╭──

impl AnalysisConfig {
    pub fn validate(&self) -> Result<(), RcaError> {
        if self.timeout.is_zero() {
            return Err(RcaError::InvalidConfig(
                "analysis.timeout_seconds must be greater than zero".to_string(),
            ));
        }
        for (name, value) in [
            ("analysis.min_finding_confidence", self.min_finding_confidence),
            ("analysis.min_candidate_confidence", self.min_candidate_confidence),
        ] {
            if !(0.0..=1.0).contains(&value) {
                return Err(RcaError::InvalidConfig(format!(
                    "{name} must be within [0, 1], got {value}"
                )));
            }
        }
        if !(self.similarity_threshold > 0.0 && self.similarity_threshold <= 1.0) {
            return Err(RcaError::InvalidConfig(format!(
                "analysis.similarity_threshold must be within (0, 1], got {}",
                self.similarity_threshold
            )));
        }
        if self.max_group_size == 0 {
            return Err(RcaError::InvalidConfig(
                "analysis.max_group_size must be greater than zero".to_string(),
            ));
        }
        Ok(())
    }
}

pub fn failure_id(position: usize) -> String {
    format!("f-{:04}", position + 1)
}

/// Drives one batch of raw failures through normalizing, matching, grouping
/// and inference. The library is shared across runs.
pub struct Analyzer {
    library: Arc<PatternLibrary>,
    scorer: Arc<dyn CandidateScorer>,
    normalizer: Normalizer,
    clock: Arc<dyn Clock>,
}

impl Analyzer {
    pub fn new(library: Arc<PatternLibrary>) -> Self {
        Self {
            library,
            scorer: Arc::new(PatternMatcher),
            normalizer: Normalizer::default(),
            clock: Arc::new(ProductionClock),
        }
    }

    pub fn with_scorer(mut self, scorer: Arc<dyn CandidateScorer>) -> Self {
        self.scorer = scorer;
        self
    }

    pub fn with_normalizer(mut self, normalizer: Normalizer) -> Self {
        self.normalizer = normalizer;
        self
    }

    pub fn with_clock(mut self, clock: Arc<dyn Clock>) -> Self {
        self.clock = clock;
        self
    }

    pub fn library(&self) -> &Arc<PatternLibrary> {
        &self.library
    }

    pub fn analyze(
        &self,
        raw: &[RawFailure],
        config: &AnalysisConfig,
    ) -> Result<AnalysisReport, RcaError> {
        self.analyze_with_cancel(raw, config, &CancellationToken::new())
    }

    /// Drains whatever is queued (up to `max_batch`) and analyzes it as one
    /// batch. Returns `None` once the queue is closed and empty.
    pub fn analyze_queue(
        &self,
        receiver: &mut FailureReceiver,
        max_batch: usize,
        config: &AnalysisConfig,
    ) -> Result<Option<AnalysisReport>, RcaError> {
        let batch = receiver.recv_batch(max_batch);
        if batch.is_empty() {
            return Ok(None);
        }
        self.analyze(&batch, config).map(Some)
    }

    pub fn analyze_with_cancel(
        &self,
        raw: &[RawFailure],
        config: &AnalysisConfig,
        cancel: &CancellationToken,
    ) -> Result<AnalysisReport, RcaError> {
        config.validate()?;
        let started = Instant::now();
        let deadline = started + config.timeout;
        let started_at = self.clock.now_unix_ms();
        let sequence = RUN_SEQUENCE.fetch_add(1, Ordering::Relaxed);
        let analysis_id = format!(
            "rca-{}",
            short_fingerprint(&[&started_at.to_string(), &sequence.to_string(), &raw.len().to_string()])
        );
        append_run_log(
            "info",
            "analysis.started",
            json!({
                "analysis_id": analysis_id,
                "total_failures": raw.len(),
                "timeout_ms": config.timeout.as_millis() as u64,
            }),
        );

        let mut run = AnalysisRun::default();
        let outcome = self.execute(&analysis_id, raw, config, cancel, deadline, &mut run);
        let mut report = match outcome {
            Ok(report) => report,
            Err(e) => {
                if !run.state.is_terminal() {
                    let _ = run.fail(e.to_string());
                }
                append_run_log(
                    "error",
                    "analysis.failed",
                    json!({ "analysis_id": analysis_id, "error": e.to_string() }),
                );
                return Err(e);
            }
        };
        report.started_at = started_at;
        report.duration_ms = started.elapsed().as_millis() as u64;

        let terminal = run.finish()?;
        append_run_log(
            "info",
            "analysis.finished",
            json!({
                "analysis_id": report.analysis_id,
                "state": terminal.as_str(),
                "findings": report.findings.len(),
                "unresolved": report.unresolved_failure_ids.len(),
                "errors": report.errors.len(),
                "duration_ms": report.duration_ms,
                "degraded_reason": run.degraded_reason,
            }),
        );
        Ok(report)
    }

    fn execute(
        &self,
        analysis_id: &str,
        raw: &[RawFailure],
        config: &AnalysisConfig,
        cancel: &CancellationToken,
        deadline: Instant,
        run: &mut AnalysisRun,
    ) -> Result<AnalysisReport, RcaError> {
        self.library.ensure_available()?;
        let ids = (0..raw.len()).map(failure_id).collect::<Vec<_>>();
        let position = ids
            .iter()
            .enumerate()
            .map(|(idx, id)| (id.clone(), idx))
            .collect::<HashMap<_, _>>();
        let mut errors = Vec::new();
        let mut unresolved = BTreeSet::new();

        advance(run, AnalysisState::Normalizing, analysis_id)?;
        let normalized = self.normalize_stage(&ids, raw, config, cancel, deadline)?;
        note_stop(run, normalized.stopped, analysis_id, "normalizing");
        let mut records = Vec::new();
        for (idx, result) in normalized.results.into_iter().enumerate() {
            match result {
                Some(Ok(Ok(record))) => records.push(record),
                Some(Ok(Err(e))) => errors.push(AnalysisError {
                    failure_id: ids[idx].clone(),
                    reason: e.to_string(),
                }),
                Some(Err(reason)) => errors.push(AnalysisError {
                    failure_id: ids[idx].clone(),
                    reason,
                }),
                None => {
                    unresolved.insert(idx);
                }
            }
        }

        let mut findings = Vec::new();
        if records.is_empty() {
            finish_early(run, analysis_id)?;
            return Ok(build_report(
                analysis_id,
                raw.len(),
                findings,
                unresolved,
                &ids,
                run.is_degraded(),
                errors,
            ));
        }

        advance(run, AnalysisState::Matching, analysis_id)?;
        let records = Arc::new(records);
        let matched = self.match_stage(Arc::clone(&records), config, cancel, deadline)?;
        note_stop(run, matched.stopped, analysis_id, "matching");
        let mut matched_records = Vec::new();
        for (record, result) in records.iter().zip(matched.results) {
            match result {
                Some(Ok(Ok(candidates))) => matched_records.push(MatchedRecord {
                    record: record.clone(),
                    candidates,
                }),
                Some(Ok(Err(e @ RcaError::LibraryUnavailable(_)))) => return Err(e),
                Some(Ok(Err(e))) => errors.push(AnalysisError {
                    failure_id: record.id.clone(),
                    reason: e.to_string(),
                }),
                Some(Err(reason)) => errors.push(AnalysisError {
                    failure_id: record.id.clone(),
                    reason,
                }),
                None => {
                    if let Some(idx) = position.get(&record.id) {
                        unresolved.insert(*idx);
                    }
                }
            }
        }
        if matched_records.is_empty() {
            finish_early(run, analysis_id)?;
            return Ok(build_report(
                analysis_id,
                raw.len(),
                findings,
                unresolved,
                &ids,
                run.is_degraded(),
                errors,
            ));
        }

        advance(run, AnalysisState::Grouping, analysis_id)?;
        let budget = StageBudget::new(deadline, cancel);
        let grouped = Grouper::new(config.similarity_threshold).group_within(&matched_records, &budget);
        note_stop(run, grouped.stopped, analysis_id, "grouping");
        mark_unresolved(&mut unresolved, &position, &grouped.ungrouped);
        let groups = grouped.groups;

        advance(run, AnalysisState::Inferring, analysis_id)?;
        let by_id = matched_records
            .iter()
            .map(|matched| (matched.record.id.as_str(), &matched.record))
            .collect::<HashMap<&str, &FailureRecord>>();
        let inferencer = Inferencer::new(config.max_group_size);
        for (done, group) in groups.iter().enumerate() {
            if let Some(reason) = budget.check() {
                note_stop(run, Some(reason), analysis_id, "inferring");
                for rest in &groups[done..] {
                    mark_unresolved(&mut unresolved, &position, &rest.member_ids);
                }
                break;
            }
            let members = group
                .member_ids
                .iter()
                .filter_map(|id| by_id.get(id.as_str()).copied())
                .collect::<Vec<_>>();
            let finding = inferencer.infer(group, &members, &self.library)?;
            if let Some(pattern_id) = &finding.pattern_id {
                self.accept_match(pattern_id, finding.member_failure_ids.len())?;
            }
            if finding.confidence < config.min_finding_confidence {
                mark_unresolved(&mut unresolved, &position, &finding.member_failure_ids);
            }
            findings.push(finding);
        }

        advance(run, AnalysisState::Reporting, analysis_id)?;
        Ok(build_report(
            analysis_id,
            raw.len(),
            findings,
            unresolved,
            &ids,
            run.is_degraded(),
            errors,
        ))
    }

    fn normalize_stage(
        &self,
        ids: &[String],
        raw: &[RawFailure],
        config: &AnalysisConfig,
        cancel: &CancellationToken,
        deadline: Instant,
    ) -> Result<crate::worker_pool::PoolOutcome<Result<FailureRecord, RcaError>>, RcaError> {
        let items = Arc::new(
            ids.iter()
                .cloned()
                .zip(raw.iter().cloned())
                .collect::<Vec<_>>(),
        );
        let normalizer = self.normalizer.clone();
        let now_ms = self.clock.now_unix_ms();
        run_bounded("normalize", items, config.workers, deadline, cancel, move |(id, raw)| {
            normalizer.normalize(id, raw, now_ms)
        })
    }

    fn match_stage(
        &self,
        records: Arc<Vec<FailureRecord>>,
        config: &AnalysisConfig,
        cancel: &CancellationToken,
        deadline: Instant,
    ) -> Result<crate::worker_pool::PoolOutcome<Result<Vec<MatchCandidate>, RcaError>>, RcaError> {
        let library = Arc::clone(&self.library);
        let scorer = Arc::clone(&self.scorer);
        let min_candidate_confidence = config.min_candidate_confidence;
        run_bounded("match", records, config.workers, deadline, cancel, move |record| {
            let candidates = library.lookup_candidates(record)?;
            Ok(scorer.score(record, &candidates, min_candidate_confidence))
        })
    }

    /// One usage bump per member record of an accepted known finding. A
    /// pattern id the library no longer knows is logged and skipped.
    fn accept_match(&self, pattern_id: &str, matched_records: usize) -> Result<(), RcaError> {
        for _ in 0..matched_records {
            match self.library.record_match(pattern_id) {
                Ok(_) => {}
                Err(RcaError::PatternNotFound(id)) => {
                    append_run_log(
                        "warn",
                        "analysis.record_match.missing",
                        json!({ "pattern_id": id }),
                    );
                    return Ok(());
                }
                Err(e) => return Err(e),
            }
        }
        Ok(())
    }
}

╰──

Task requirements: For the material above, reproduce exactly the lines from the line with "self.clock = clock;" to the line with "analyzes it as one", inclusive, and exclude all others.

Your response:
        self.clock = clock;
        self
    }

    pub fn library(&self) -> &Arc<PatternLibrary> {
        &self.library
    }

    pub fn analyze(
        &self,
        raw: &[RawFailure],
        config: &AnalysisConfig,
    ) -> Result<AnalysisReport, RcaError> {
        self.analyze_with_cancel(raw, config, &CancellationToken::new())
    }

    /// Drains whatever is queued (up to `max_batch`) and analyzes it as one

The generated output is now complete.